• _EXERCISE DESCRIPTION_
For each line in the records that contains "topics", make a copy.

• _EXTRACTED INFORMATION_
——

//! `chainrelay decode-log`: decode and normalize one log without a node.

use alloy_primitives::{Address, Bytes, B256};
use anyhow::{anyhow, Context, Result};
use chainrelay_core::event::RawLog;
use chainrelay_evm::{abi, CallerConfig, EventDecoder, EventNormalizer};
use std::path::PathBuf;

pub struct DecodeArgs {
    pub abi: PathBuf,
    pub topics: Vec<String>,
    pub data: String,
    pub address: String,
    pub tx_hash: String,
    pub log_index: u64,
    pub block_number: u64,
    pub chain_id: u64,
}

pub fn run(args: DecodeArgs) -> Result<()> {
    let json = std::fs::read_to_string(&args.abi)
        .with_context(|| format!("reading {}", args.abi.display()))?;
    let name = args
        .abi
        .file_stem()
        .and_then(|s| s.to_str())
        .unwrap_or("contract");
    let schema = abi::schema_from_json(name, &json)?;

    let topics = args
        .topics
        .iter()
        .map(|t| t.parse::<B256>().map_err(|e| anyhow!("invalid topic {t}: {e}")))
        .collect::<Result<Vec<_>>>()?;
    let raw = RawLog {
        address: args.address.parse::<Address>().context("invalid --address")?,
        topics,
        data: args.data.parse::<Bytes>().context("invalid --data hex")?,
        block_number: args.block_number,
        transaction_hash: args.tx_hash.parse::<B256>().context("invalid --tx-hash")?,
        log_index: args.log_index,
    };

    let decoded = EventDecoder.decode(&schema, &raw)?;
    let record = EventNormalizer::new(CallerConfig::default()).normalize(&raw, &decoded, args.chain_id);
    println!("{}", serde_json::to_string_pretty(&record)?);
    Ok(())
}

——

• _OUTPUT OF THE TASK_
    pub topics: Vec<String>,
    let topics = args
        .topics
        topics,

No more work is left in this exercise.